### [PROBLEM DESCRIPTION]
Nothing outside the stretch is wanted. Repeat exactly the lines of the listing below from the one that contains "use their own." through the one that contains "suite keeps whatever", both ends included.

### [INFORMATION GIVEN]
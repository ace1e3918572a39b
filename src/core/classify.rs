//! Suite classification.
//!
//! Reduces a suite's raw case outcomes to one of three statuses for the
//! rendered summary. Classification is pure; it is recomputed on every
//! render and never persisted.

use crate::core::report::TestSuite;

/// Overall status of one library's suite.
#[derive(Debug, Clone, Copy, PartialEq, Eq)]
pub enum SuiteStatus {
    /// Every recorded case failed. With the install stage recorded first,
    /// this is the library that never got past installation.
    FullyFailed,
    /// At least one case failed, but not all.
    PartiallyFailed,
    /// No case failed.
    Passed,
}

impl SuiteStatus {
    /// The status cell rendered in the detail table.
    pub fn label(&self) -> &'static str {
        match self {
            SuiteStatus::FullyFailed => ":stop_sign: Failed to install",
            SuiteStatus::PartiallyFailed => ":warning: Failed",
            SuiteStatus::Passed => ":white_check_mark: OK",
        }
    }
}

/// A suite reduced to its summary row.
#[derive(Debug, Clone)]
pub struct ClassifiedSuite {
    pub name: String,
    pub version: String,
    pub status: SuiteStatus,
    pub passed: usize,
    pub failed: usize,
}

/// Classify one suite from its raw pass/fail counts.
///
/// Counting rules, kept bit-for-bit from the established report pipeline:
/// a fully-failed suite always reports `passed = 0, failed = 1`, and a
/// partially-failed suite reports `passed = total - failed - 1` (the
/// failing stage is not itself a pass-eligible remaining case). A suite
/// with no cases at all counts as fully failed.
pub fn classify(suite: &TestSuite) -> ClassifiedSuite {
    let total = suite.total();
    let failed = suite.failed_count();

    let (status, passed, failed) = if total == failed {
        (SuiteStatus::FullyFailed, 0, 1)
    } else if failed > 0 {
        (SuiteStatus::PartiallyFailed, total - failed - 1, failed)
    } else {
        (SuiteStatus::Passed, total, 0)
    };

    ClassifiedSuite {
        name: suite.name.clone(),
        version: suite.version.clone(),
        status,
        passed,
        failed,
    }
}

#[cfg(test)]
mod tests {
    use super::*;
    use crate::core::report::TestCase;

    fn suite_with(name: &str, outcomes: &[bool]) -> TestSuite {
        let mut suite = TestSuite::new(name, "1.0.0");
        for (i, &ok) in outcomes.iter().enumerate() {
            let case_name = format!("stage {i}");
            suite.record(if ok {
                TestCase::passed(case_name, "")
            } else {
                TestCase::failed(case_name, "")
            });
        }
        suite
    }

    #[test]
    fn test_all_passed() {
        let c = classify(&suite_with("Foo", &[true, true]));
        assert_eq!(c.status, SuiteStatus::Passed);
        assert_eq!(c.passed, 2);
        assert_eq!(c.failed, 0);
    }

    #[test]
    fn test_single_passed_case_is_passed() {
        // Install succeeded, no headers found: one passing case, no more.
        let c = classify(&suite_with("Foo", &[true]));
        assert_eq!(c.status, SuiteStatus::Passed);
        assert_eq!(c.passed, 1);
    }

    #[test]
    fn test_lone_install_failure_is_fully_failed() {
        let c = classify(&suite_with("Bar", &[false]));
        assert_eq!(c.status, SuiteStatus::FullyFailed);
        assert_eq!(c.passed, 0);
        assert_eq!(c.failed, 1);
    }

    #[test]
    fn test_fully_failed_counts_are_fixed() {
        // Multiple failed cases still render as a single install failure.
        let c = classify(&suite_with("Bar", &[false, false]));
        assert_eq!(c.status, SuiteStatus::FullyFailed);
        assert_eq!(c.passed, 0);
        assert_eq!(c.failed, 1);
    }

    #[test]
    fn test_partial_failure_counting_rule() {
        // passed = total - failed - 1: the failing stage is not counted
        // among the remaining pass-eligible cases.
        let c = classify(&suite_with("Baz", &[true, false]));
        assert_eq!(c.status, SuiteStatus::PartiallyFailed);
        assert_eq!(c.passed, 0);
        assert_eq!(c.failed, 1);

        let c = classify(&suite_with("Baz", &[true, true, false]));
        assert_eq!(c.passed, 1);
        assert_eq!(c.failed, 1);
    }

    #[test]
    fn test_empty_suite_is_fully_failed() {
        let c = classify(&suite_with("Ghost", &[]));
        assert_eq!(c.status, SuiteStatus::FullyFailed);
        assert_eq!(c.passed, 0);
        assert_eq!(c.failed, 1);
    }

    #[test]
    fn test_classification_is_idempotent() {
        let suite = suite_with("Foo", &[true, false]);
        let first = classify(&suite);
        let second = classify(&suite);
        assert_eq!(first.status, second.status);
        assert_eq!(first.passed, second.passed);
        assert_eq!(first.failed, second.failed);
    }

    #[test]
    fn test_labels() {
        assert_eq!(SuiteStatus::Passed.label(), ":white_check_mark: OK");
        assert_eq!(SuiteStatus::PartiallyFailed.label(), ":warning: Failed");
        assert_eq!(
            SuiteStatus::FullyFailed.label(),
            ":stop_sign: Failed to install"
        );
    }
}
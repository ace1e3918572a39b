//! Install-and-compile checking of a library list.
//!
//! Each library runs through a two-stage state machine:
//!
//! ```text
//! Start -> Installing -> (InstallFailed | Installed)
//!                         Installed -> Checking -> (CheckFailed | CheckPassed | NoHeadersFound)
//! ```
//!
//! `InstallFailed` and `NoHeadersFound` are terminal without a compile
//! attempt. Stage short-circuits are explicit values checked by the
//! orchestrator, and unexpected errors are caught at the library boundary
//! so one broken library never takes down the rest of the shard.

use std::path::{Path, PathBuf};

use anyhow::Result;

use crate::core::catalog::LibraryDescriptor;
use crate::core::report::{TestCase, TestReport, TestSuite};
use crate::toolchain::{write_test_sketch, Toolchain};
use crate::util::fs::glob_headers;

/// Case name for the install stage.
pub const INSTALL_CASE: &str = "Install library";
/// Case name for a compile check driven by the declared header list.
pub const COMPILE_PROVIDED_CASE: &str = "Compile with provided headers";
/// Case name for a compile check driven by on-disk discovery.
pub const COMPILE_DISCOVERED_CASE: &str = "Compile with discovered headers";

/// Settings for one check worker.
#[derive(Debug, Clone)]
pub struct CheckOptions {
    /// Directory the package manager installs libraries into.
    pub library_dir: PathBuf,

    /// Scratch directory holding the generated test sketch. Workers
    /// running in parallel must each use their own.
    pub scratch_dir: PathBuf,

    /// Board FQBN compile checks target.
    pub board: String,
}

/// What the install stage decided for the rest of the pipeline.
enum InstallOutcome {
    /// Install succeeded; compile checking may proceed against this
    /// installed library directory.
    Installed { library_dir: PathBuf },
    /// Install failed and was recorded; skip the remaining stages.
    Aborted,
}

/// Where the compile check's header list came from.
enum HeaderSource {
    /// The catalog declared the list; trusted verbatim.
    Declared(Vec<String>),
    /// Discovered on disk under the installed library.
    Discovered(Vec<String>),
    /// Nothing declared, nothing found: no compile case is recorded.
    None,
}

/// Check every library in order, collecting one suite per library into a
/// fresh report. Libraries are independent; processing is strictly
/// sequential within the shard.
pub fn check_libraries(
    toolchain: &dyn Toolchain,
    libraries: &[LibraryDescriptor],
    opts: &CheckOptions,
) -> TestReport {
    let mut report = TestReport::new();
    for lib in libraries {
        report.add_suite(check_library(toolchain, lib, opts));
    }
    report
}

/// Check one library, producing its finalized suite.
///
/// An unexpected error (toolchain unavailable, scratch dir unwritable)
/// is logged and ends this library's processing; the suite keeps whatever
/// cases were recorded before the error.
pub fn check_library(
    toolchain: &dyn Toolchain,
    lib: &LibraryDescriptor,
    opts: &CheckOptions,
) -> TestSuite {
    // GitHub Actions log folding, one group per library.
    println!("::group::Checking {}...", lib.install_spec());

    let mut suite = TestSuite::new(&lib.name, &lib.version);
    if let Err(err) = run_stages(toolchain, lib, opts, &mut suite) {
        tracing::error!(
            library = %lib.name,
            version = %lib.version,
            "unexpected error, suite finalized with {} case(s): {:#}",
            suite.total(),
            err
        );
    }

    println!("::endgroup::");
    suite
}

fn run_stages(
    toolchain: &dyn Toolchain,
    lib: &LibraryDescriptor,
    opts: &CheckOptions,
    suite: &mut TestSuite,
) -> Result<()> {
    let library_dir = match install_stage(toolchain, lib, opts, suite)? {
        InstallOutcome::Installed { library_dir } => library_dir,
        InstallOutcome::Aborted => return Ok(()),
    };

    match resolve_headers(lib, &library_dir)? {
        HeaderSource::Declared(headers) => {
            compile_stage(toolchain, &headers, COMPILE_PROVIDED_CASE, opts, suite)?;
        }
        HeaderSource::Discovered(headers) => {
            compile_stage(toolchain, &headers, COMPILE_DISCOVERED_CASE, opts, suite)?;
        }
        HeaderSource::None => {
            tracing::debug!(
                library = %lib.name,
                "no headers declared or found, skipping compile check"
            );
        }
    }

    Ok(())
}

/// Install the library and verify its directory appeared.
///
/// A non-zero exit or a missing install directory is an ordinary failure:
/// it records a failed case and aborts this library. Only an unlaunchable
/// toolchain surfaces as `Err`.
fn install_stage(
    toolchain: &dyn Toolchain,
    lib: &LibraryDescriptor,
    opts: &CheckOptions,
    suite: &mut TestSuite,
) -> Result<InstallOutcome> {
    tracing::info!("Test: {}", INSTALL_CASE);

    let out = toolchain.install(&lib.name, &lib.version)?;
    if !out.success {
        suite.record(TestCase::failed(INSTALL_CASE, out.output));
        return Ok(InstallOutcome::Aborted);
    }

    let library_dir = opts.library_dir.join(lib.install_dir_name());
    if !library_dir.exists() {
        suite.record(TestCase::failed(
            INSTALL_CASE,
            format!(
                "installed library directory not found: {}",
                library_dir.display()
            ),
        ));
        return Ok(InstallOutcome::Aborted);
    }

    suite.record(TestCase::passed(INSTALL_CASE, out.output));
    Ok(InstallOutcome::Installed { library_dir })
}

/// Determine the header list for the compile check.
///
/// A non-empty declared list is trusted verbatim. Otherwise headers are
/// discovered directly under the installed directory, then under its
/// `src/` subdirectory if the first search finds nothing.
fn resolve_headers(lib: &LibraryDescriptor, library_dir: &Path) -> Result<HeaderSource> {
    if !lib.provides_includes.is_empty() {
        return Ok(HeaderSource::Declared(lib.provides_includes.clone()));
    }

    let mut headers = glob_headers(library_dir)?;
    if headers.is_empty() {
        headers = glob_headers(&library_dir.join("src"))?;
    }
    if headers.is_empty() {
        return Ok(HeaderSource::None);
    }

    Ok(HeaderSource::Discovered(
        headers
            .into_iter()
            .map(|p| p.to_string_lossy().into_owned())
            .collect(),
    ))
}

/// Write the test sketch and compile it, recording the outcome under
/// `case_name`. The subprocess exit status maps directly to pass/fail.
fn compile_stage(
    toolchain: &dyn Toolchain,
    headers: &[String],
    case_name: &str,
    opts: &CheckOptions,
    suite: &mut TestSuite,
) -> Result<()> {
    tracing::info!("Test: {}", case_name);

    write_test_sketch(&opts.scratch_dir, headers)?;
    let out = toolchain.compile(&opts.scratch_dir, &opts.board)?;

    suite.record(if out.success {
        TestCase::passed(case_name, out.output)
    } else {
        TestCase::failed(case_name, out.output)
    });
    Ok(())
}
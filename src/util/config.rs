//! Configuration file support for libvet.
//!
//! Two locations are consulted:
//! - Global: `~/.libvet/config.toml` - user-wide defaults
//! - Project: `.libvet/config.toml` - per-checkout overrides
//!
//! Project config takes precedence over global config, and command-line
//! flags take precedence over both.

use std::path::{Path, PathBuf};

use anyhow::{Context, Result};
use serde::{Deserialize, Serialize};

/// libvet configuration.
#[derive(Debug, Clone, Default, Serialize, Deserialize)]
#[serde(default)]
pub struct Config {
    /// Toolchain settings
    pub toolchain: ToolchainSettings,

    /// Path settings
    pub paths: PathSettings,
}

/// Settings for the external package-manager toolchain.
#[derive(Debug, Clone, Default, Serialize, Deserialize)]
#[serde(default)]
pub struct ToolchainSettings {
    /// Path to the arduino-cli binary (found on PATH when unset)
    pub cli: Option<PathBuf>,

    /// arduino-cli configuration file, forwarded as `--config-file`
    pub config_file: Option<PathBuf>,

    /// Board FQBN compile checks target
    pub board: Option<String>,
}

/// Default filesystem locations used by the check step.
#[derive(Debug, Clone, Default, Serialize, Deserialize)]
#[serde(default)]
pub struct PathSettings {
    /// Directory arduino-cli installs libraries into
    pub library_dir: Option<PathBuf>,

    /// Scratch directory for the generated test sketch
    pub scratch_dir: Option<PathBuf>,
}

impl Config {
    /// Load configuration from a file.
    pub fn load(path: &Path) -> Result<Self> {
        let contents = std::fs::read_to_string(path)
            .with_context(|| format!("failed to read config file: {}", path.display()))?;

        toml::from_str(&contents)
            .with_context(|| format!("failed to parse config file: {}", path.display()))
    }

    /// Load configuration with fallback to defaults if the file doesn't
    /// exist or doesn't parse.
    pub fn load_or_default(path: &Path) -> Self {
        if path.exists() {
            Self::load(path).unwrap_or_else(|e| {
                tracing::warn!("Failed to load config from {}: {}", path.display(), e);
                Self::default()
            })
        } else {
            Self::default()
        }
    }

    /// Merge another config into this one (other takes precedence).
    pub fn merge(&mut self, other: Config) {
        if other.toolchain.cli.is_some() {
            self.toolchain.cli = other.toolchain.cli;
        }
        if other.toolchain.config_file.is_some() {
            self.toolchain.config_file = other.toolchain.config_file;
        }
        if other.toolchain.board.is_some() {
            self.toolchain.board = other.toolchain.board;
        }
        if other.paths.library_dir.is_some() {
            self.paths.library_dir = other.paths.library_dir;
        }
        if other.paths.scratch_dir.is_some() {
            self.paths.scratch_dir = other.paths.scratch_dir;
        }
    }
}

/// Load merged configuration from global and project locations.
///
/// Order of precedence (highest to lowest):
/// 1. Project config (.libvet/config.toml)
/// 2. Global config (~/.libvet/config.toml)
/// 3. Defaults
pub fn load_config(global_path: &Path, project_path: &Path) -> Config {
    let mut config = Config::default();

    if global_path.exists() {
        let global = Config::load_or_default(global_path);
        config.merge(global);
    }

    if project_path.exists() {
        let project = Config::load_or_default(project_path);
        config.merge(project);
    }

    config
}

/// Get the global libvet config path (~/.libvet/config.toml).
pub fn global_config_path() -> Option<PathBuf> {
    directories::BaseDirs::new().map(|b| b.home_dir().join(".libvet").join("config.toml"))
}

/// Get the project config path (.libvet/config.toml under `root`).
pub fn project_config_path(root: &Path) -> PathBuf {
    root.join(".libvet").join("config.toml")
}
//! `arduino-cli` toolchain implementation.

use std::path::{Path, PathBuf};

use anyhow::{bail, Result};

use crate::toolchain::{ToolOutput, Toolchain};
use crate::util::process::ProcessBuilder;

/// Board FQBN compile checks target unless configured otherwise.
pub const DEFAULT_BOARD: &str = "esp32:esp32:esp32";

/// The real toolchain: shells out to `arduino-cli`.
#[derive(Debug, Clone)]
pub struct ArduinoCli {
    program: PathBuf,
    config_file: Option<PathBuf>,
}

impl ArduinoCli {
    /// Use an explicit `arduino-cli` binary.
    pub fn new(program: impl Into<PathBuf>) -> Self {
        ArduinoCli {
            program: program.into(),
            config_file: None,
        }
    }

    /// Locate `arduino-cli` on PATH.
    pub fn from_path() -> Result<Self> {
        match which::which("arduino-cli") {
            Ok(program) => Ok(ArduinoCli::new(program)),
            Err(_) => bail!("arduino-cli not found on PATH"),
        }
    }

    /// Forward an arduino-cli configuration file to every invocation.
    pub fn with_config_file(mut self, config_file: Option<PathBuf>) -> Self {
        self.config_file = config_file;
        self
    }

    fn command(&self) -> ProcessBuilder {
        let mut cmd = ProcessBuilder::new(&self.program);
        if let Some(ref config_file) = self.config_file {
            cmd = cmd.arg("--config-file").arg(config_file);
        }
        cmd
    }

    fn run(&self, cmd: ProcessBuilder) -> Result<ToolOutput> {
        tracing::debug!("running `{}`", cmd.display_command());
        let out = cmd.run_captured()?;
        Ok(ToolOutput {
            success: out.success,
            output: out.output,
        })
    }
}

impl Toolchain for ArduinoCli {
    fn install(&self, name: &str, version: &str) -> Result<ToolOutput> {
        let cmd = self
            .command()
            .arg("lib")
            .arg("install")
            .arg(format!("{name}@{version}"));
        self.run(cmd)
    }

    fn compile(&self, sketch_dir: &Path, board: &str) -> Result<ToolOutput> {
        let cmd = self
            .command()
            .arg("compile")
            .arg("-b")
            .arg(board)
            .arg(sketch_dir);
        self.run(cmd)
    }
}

### [REPLY]
    /// running in parallel must each use their own.
    pub scratch_dir: PathBuf,

    /// Board FQBN compile checks target.
    pub board: String,
}

/// What the install stage decided for the rest of the pipeline.
enum InstallOutcome {
    /// Install succeeded; compile checking may proceed against this
    /// installed library directory.
    Installed { library_dir: PathBuf },
    /// Install failed and was recorded; skip the remaining stages.
    Aborted,
}

/// Where the compile check's header list came from.
enum HeaderSource {
    /// The catalog declared the list; trusted verbatim.
    Declared(Vec<String>),
    /// Discovered on disk under the installed library.
    Discovered(Vec<String>),
    /// Nothing declared, nothing found: no compile case is recorded.
    None,
}

/// Check every library in order, collecting one suite per library into a
/// fresh report. Libraries are independent; processing is strictly
/// sequential within the shard.
pub fn check_libraries(
    toolchain: &dyn Toolchain,
    libraries: &[LibraryDescriptor],
    opts: &CheckOptions,
) -> TestReport {
    let mut report = TestReport::new();
    for lib in libraries {
        report.add_suite(check_library(toolchain, lib, opts));
    }
    report
}

/// Check one library, producing its finalized suite.
///
/// An unexpected error (toolchain unavailable, scratch dir unwritable)
/// is logged and ends this library's processing; the suite keeps whatever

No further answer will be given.